Francis of Assisi would have found resonance with the incarnational vision of Teilhard de Chardin. “There is nothing profane below here for those who know how to see,” Teilhard wrote.[1]  Seeing is everything. Teilhard began his magnum opus, The Human Phenomenon, by saying that one sees the whole or nothing at all. The type of seeing that Francis and Teilhard both advocated is vision of the heart; the heart that sees rightly sees the truth of reality.  Unlike Francis, Teilhard was a trained scientist; however, both scientist and troubadour realized the same truth–matter is filled with God—infinite, divine love is entangled with matter.  Neither Teilhard nor Francis discovered this truth based on Scripture or philosophy but on their experience of matter. Thomas King, SJ wrote: “In the direct experience of the cosmos, Teilhard believed he found an Absolute that drew him in and yet remained hidden. . .  He seemed to sink down into matter – the primordial essence from which all emerges and to which all returns.”[2]  

 As an evolutionary biologist whose work brought him into intimate contact with the earth, Teilhard recognized the power of matter–rocks, dirt, iron, bones—which opened Teilhard to the presence of the Absolute.  The power of matter was the ultimate real for him, an indestructible presence not subject to the forces of entropy,  experienced in rocks and minerals, as well as within himself. Because of this power of matter within all things, “each human ego is co-extensive with the entire universe.”[3]

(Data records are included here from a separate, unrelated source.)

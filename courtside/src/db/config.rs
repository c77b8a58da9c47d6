//! Database configuration module.
//!
//! Provides configuration structures for database connection management.

use std::env;

/// Database configuration
#[derive(Debug, Clone)]
pub struct DatabaseConfig {
    /// PostgreSQL connection URL
    pub database_url: String,

    /// Maximum number of connections in the pool
    pub max_connections: u32,

    /// Minimum number of connections in the pool
    pub min_connections: u32,

    /// Connection timeout in seconds
    pub connection_timeout_secs: u64,

    /// Idle connection timeout in seconds
    pub idle_timeout_secs: u64,

    /// Maximum connection lifetime in seconds
    pub max_lifetime_secs: u64,
}

impl DatabaseConfig {
    /// Create configuration from environment variables
    ///
    /// Expected environment variables:
    /// - `DATABASE_URL`: PostgreSQL connection string
    /// - `DB_MAX_CONNECTIONS`: Maximum pool size (default: 20)
    /// - `DB_MIN_CONNECTIONS`: Minimum pool size (default: 5)
    /// - `DB_CONNECTION_TIMEOUT`: Connection timeout in seconds (default: 10)
    /// - `DB_IDLE_TIMEOUT`: Idle timeout in seconds (default: 600)
    /// - `DB_MAX_LIFETIME`: Max lifetime in seconds (default: 1800)
    ///
    /// # Panics
    ///
    /// Panics if `DATABASE_URL` is not set
    pub fn from_env() -> Self {
        Self {
            database_url: env::var("DATABASE_URL").expect("DATABASE_URL must be set"),
            max_connections: env::var("DB_MAX_CONNECTIONS")
                .unwrap_or_else(|_| "20".to_string())
                .parse()
                .expect("DB_MAX_CONNECTIONS must be a valid u32"),
            min_connections: env::var("DB_MIN_CONNECTIONS")
                .unwrap_or_else(|_| "5".to_string())
                .parse()
                .expect("DB_MIN_CONNECTIONS must be a valid u32"),
            connection_timeout_secs: env::var("DB_CONNECTION_TIMEOUT")
                .unwrap_or_else(|_| "10".to_string())
                .parse()
                .expect("DB_CONNECTION_TIMEOUT must be a valid u64"),
            idle_timeout_secs: env::var("DB_IDLE_TIMEOUT")
                .unwrap_or_else(|_| "600".to_string())
                .parse()
                .expect("DB_IDLE_TIMEOUT must be a valid u64"),
            max_lifetime_secs: env::var("DB_MAX_LIFETIME")
                .unwrap_or_else(|_| "1800".to_string())
                .parse()
                .expect("DB_MAX_LIFETIME must be a valid u64"),
        }
    }

    /// Create a default configuration for development
    pub fn development() -> Self {
        Self {
            database_url: "postgres://postgres@localhost/courtside_db".to_string(),
            max_connections: 20,
            min_connections: 5,
            connection_timeout_secs: 10,
            idle_timeout_secs: 600,
            max_lifetime_secs: 1800,
        }
    }
}

impl Default for DatabaseConfig {
    fn default() -> Self {
        Self::development()
    }
}
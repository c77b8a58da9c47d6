//! Notification module.
//!
//! Notifications are created as a side effect of registration decisions and
//! retrieved per user, newest first. `read` transitions only from `false` to
//! `true`, and marking twice is harmless.

pub mod manager;
pub mod models;

pub use manager::{NotificationError, NotificationManager, NotificationResult};
pub use models::{Notification, NotificationId};
//! Integration tests for the credential and capability layer.
//!
//! Token verification is a pure function of the credential bytes, so the
//! whole authorization path is exercised here without a database or an HTTP
//! harness.

use chrono::Duration;
use courtside::auth::{
    Access, AccessDenied, Operation, Principal, Role, TokenCodec, authorize,
};

const SECRET: &str = "integration_test_secret_0123456789";

fn codec() -> TokenCodec {
    TokenCodec::new(SECRET.to_string(), Duration::hours(1))
}

#[test]
fn token_round_trip_preserves_identity_and_role() {
    let codec = codec();

    for role in [Role::Player, Role::Referee, Role::Organizer] {
        let token = codec.issue("alice", role).unwrap();
        let principal = codec.verify(&token).expect("token should verify");
        assert_eq!(principal.username, "alice");
        assert_eq!(principal.role, role);
    }
}

#[test]
fn verification_is_stateless_and_repeatable() {
    let codec = codec();
    let token = codec.issue("alice", Role::Player).unwrap();

    // No session store: the same bytes verify however often they are seen,
    // including by a second codec instance built from the same secret.
    assert!(codec.verify(&token).is_some());
    assert!(codec.verify(&token).is_some());
    let other = TokenCodec::new(SECRET.to_string(), Duration::hours(1));
    assert!(other.verify(&token).is_some());
}

#[test]
fn tampered_tokens_yield_no_principal() {
    let codec = codec();
    let token = codec.issue("alice", Role::Player).unwrap();

    let mut tampered = token.clone();
    tampered.pop();
    assert!(codec.verify(&tampered).is_none());

    let wrong_key = TokenCodec::new("another_secret_key_0123456789xyz".to_string(), Duration::hours(1));
    assert!(wrong_key.verify(&token).is_none());
}

#[test]
fn capability_map_is_total_over_all_operations() {
    // Every operation resolves to a route and a requirement, and every
    // requirement yields a definite answer for every kind of caller.
    let organizer = Principal {
        username: "boss".to_string(),
        role: Role::Organizer,
    };

    for op in Operation::ALL {
        let (method, path) = op.route();
        assert!(!method.is_empty() && path.starts_with('/'));

        let anonymous = authorize(op.access(), None);
        let with_organizer = authorize(op.access(), Some(&organizer));

        match op.access() {
            Access::Open => {
                assert!(anonymous.is_ok(), "{op:?} should be open");
            }
            Access::Authenticated | Access::Role(_) => {
                assert_eq!(anonymous, Err(AccessDenied::Unauthenticated), "{op:?}");
            }
        }
        // The organizer role is never locked out of any operation.
        assert!(with_organizer.is_ok(), "{op:?} should admit an organizer");
    }
}

#[test]
fn verified_token_feeds_the_capability_check() {
    let codec = codec();

    let player_token = codec.issue("alice", Role::Player).unwrap();
    let player = codec.verify(&player_token).unwrap();
    assert_eq!(
        authorize(Operation::ApproveRegistration.access(), Some(&player)),
        Err(AccessDenied::Forbidden)
    );
    assert!(authorize(Operation::RegisterPlayer.access(), Some(&player)).is_ok());

    let referee_token = codec.issue("umpire", Role::Referee).unwrap();
    let referee = codec.verify(&referee_token).unwrap();
    assert!(authorize(Operation::UpdateScore.access(), Some(&referee)).is_ok());
    assert_eq!(
        authorize(Operation::CreateMatch.access(), Some(&referee)),
        Err(AccessDenied::Forbidden)
    );
}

Teilhard wrote a prayer to matter, blessing matter, not for what it tells us about itself, but because we would remain ignorant both of ourselves and of God without it.[4]  In his “Hymn to Matter,” he exalted matter, singing:

I bless you, matter. . .in your totality and your true nature. You I acclaim as the inexhaustible potentiality for existence and transformation. . .I acclaim you as the universal power which brings together and unites. . .I acclaim you as the divine milieu, charged with creative power. . .Raise me up then, matter. . .until, at long last, it becomes possible for me in perfect chastity to embrace the universe.[5]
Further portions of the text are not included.